G7 condemns Russia’s moves in Belarus
Fighting has raged in and around Bakhmut in the Donetsk region for months, with Ukrainian forces continuing to withdraw despite regular claims by Russia to capture the mining town.
“Now, the enemy is increasing heavy artillery activity and the number of airstrikes, turning the city into ruins,” the commander of Ukraine’s ground forces, General Oleksandr Syrskyi, said in a statement on Tuesday.
The capture of Bakhmut could be a stepping stone for Russia to advance on two major cities it has long wanted in the Donetsk region – Kramatorsk and Sloviansk.

The head of the mercenary group Wagner, which is leading the Russian effort to take Bakhmut, said this month that his fighters control more than 80 percent of the city.

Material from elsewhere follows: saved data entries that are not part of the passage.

//! 离线测验后端
//!
//! 从 TOML 文件提供一套测验，用于本地练习。判分在这里完成，
//! 对会话来说它和远端服务一样是"服务端"。

use crate::clients::quiz_api::QuizApi;
use crate::error::{ApiError, AppResult};
use crate::models::{
    load_quiz_fixture, AnswerSnapshot, ClassroomQuiz, LeaderboardEntry, Question, QuestionOutcome,
    Quiz, QuizFixture, QuizResult, SubmissionAck,
};
use futures::future::{self, BoxFuture, FutureExt};
use std::path::Path;
use std::sync::Mutex;
use tracing::info;

pub struct OfflineQuizApi {
    fixture: QuizFixture,
    results: Mutex<Vec<QuizResult>>,
}

impl OfflineQuizApi {
    pub fn new(fixture: QuizFixture) -> Self {
        Self {
            fixture,
            results: Mutex::new(Vec::new()),
        }
    }

    pub async fn from_file(path: &Path) -> AppResult<Self> {
        Ok(Self::new(load_quiz_fixture(path).await?))
    }

    pub fn quiz_id(&self) -> &str {
        &self.fixture.quiz.id
    }

    /// 已收到的提交次数
    pub fn submission_count(&self) -> usize {
        self.results.lock().unwrap_or_else(|e| e.into_inner()).len()
    }

    fn ensure_quiz(&self, quiz_id: &str, endpoint: &str) -> AppResult<()> {
        if quiz_id == self.fixture.quiz.id {
            Ok(())
        } else {
            Err(ApiError::NotFound {
                endpoint: endpoint.to_string(),
            }
            .into())
        }
    }

    fn grade(&self, answers: &AnswerSnapshot) -> QuizResult {
        let outcomes: Vec<QuestionOutcome> = self
            .fixture
            .questions
            .iter()
            .map(|q| {
                let selected = answers.get(&q.id).map(str::to_string);
                QuestionOutcome {
                    question_id: q.id.clone(),
                    is_correct: is_correct(q, selected.as_deref()),
                    selected_answer: selected,
                }
            })
            .collect();

        let total = outcomes.len() as u32;
        let correct = outcomes.iter().filter(|o| o.is_correct).count() as u32;
        let score = if total == 0 {
            0.0
        } else {
            f64::from(correct) * 100.0 / f64::from(total)
        };

        QuizResult {
            score,
            total_questions: total,
            correct_answers: correct,
            submitted_at: Some(chrono::Utc::now()),
            answers: outcomes,
        }
    }
}

fn is_correct(question: &Question, selected: Option<&str>) -> bool {
    match (question.correct_answer, selected) {
        (Some(idx), Some(value)) => question.options.get(idx).map(String::as_str) == Some(value),
        _ => false,
    }
}

impl QuizApi for OfflineQuizApi {
    fn fetch_quiz<'a>(&'a self, quiz_id: &'a str) -> BoxFuture<'a, AppResult<Quiz>> {
        let result = self
            .ensure_quiz(quiz_id, &format!("quizzes/{}", quiz_id))
            .map(|_| self.fixture.quiz.clone());
        future::ready(result).boxed()
    }

    fn fetch_questions<'a>(&'a self, quiz_id: &'a str) -> BoxFuture<'a, AppResult<Vec<Question>>> {
        let result = self
            .ensure_quiz(quiz_id, &format!("questions/quiz/{}", quiz_id))
            .map(|_| self.fixture.questions.clone());
        future::ready(result).boxed()
    }

    fn submit_answers<'a>(
        &'a self,
        quiz_id: &'a str,
        answers: &'a AnswerSnapshot,
    ) -> BoxFuture<'a, AppResult<SubmissionAck>> {
        let result = self
            .ensure_quiz(quiz_id, &format!("quizzes/{}/submit", quiz_id))
            .map(|_| {
                let graded = self.grade(answers);
                info!(
                    "📥 离线判分: {}/{} 正确",
                    graded.correct_answers, graded.total_questions
                );
                let ack = SubmissionAck {
                    score: Some(graded.score),
                    correct_count: Some(graded.correct_answers),
                    total_questions: Some(graded.total_questions),
                    message: Some("已在本地判分".to_string()),
                };
                self.results
                    .lock()
                    .unwrap_or_else(|e| e.into_inner())
                    .push(graded);
                ack
            });
        future::ready(result).boxed()
    }

    fn fetch_results<'a>(&'a self, quiz_id: &'a str) -> BoxFuture<'a, AppResult<QuizResult>> {
        let endpoint = format!("quizzes/{}/results", quiz_id);
        let result = self.ensure_quiz(quiz_id, &endpoint).and_then(|_| {
            self.results
                .lock()
                .unwrap_or_else(|e| e.into_inner())
                .last()
                .cloned()
                .ok_or_else(|| ApiError::NotFound { endpoint }.into())
        });
        future::ready(result).boxed()
    }

    fn fetch_leaderboard<'a>(
        &'a self,
        quiz_id: &'a str,
    ) -> BoxFuture<'a, AppResult<Vec<LeaderboardEntry>>> {
        let result = self
            .ensure_quiz(quiz_id, &format!("quizzes/{}/leaderboard", quiz_id))
            .map(|_| Vec::new());
        future::ready(result).boxed()
    }

    fn list_classroom_quizzes<'a>(
        &'a self,
        _classroom_id: &'a str,
    ) -> BoxFuture<'a, AppResult<Vec<ClassroomQuiz>>> {
        let quiz = &self.fixture.quiz;
        let row = ClassroomQuiz {
            id: quiz.id.clone(),
            title: quiz.title.clone(),
            duration: quiz.duration,
            is_active: quiz.is_active,
            starts_on: quiz.starts_on,
        };
        future::ready(Ok(vec![row])).boxed()
    }
}
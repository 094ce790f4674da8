pub mod attempt_ctx;
pub mod attempt_flow;

pub use attempt_ctx::AttemptCtx;
pub use attempt_flow::AttemptFlow;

The Ukrainian military has denied this.
Russia says the “special military operation” in Ukraine, launched on February 24 last year, is necessary to protect its security from what it sees as a hostile and aggressive West.
Ukraine and its Western allies say Russia is waging an unprovoked war to seize the region.
A meeting of Group of Seven (G7) foreign ministers in Japan condemned on Tuesday Russia’s plans to place tactical nuclear weapons in Belarus, a Moscow ally that borders Ukraine.
It was the first time Russia had said it would place nuclear weapons on another country’s territory since the end of the Cold War three decades ago, and appeared to raise the stakes, at least symbolically, in a more intense conflict with the West in the region. war in Ukraine.
In a communique issued at the end of the three-day meeting in Japan, the G7 foreign ministers said: “Russia’s irresponsible nuclear rhetoric and threats to deploy nuclear weapons in Belarus are unacceptable.”
“Any use of chemical, biological or nuclear weapons by Russia will have severe consequences.”

The G7 countries of the United States, Japan, Germany, the United Kingdom, France, Italy and Canada have all imposed economic sanctions on Russia over its invasion of Ukraine.
Meanwhile, Chinese Defense Minister Li Shangfu was in Moscow on Tuesday as the countries look to expand military cooperation, raising concerns in the West. China has become Russia’s most important international partner in the 14 months since Moscow invaded Ukraine.